The menstrual cycle encompasses the ovarian and uterine cycles. The ovarian cycle describes changes that occur in the follicles of the ovary, whereas the uterine cycle describes changes in the endometrial lining of the uterus. Both cycles can be divided into phases. The ovarian cycle consists of alternating follicular and luteal phases, and the uterine cycle consists of the menstrual phase, the proliferative phase, and the secretory phase. The menstrual cycle is controlled by the hypothalamus in the brain, and the anterior pituitary gland at the base of the brain. The hypothalamus releases gonadotropin-releasing hormone (GnRH), which causes the nearby anterior pituitary to release follicle-stimulating hormone (FSH) and luteinizing hormone (LH). Before puberty, GnRH is released in low steady quantities and at a steady rate. After puberty, GnRH is released in large pulses, and the frequency and magnitude of these determine how much FSH and LH are produced by the pituitary.
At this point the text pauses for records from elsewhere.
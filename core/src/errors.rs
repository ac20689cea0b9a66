//! Error types for the flow engine
//!
//! Three families, grouped by who has to act on them:
//! - [`FlowError`]: raised while a flow runs. Reported on the engine's error
//!   channel; the conversation keeps going.
//! - [`CallerError`]: the host used the engine API incorrectly.
//! - [`LoadError`]: an authored document could not be turned into a flow.

use std::path::PathBuf;

use crate::flow::Location;

/// Errors produced while executing a flow.
#[derive(Debug, thiserror::Error)]
pub enum FlowError {
    /// A navigation target does not resolve to an existing step
    #[error("cannot navigate from '{}' to '{target}'", display_location(.from))]
    Navigation {
        from: Option<Location>,
        target: String,
    },

    /// A directive is missing a field it cannot work without
    #[error("missing property '{property}' at {location}")]
    MissingProperty { property: String, location: Location },

    /// A location string could not be parsed
    #[error("invalid location '{0}'")]
    InvalidLocation(String),

    /// A text input carries a pattern that is not a valid regex
    #[error("invalid input pattern '{pattern}' at {location}: {source}")]
    InvalidPattern {
        pattern: String,
        location: Location,
        #[source]
        source: regex::Error,
    },

    /// `execute` named a function the dictionary does not have
    #[error("function '{name}' not found (at {location})")]
    FunctionNotFound { name: String, location: Location },

    /// A registered function returned an error
    #[error("function '{name}' failed at {location}: {source}")]
    FunctionFailed {
        name: String,
        location: Location,
        #[source]
        source: anyhow::Error,
    },

    /// A `request` step declared a body on a GET
    #[error(
        "GET request with a body at {location}; use POST to send a body"
    )]
    GetWithBody { location: Location },

    /// The network collaborator failed
    #[error("request to '{url}' failed at {location}: {source}")]
    RequestFailed {
        url: String,
        location: Location,
        #[source]
        source: anyhow::Error,
    },

    /// A `delay` too long to represent as a duration
    #[error("delay of {seconds} seconds at {location} is out of range")]
    InvalidDelay { seconds: f64, location: Location },

    /// Too many consecutive steps ran without waiting for input
    #[error("freefall: {limit} consecutive steps without input (last at {})", display_location(.location))]
    Freefall {
        limit: usize,
        location: Option<Location>,
    },
}

impl FlowError {
    /// The location the error refers to, when it has one.
    pub fn location(&self) -> Option<&Location> {
        match self {
            FlowError::Navigation { from, .. } => from.as_ref(),
            FlowError::Freefall { location, .. } => location.as_ref(),
            FlowError::InvalidLocation(_) => None,
            FlowError::MissingProperty { location, .. }
            | FlowError::InvalidPattern { location, .. }
            | FlowError::FunctionNotFound { location, .. }
            | FlowError::FunctionFailed { location, .. }
            | FlowError::GetWithBody { location }
            | FlowError::InvalidDelay { location, .. }
            | FlowError::RequestFailed { location, .. } => Some(location),
        }
    }
}

fn display_location(location: &Option<Location>) -> String {
    location
        .as_ref()
        .map(ToString::to_string)
        .unwrap_or_else(|| "<none>".to_string())
}

/// Misuse of the engine API by its host.
#[derive(Debug, Clone, PartialEq, Eq, thiserror::Error)]
pub enum CallerError {
    #[error("engine is already running")]
    AlreadyRunning,

    #[error("engine is not waiting for input")]
    NotWaitingInput,

    #[error("engine must be paused to navigate")]
    Busy,

    #[error("cannot navigate to '{0}'")]
    InvalidTarget(String),
}

/// Errors raised while loading an authored flow document.
#[derive(Debug, thiserror::Error)]
pub enum LoadError {
    #[error("failed to read flow {}: {source}", .path.display())]
    Io {
        path: PathBuf,
        #[source]
        source: std::io::Error,
    },

    #[error("invalid flow JSON: {0}")]
    Json(#[from] serde_json::Error),

    #[error("flow document must be an object with a 'pages' object")]
    MissingPages,

    #[error("page id '{0}' must start with '/'")]
    InvalidPageId(String),

    #[error("page '{page}' is invalid: {source}")]
    InvalidPage {
        page: String,
        #[source]
        source: serde_json::Error,
    },
}

#[cfg(test)]
mod tests {
    use super::*;

    #[test]
    fn test_navigation_error_names_both_ends() {
        let err = FlowError::Navigation {
            from: Some(Location::new("/start", 1)),
            target: "/missing".to_string(),
        };
        assert_eq!(
            err.to_string(),
            "cannot navigate from '/start[1]' to '/missing'"
        );
        assert_eq!(err.location(), Some(&Location::new("/start", 1)));
    }

    #[test]
    fn test_freefall_without_location() {
        let err = FlowError::Freefall {
            limit: 3,
            location: None,
        };
        assert!(err.to_string().contains("<none>"));
        assert!(err.location().is_none());
    }
}
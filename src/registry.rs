//! BackendRegistry: selects the active primary backend by name.

use std::collections::HashMap;

use crate::backend::kv::KvBackend;

/// Holds every primary backend an embedding application has registered, and
/// tracks which one is currently active.
pub struct BackendRegistry {
    backends: HashMap<String, KvBackend>,
    active: Option<String>,
}

impl BackendRegistry {
    pub fn new() -> Self {
        BackendRegistry {
            backends: HashMap::new(),
            active: None,
        }
    }

    /// Register a primary backend under `name`, making it selectable.
    pub fn register_backend(&mut self, name: impl Into<String>, backend: KvBackend) {
        self.backends.insert(name.into(), backend);
    }

    /// True iff a backend with this name was registered.
    pub fn backend_exists(&self, name: &str) -> bool {
        self.backends.contains_key(name)
    }

    /// Select the active primary backend by name.
    pub fn set_backend(&mut self, name: &str) -> Result<(), UnknownBackend> {
        if self.backends.contains_key(name) {
            self.active = Some(name.to_owned());
            Ok(())
        } else {
            Err(UnknownBackend(name.to_owned()))
        }
    }

    /// The currently active primary backend, if one has been selected.
    pub fn active(&self) -> Option<&KvBackend> {
        self.active.as_deref().and_then(|name| self.backends.get(name))
    }

    pub fn active_mut(&mut self) -> Option<&mut KvBackend> {
        let name = self.active.clone()?;
        self.backends.get_mut(&name)
    }
}

impl Default for BackendRegistry {
    fn default() -> Self {
        Self::new()
    }
}

/// Raised by [`BackendRegistry::set_backend`] when the name was never
/// registered.
#[derive(Debug, thiserror::Error)]
#[error("no backend registered under the name '{0}'")]
pub struct UnknownBackend(pub String);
Measured from the first day of one menstruation to the first day of the next, the length of a menstrual cycle varies but has a median length of 28 days. The cycle is often less regular at the beginning and end of a woman's reproductive life. At puberty, a child's body begins to mature into an adult body capable of sexual reproduction; the first period (called menarche) occurs at around 12 years of age and continues for about 30–45 years. Menstrual cycles end at menopause, which is usually between 45 and 55 years of age.

=== Ovarian cycle ===
Between menarche and menopause the ovaries regularly alternate between luteal and follicular phases during the monthly menstrual cycle. Stimulated by gradually increasing amounts of estrogen in the follicular phase, discharges of blood flow stop and the uterine lining thickens. Follicles in the ovary begin developing under the influence of a complex interplay of hormones, and after several days one, or occasionally two, become dominant, while non-dominant follicles shrink and die. About mid-cycle, some 10–12 hours after the increase in luteinizing hormone, known as the LH surge, the dominant follicle releases an oocyte, in an event called ovulation.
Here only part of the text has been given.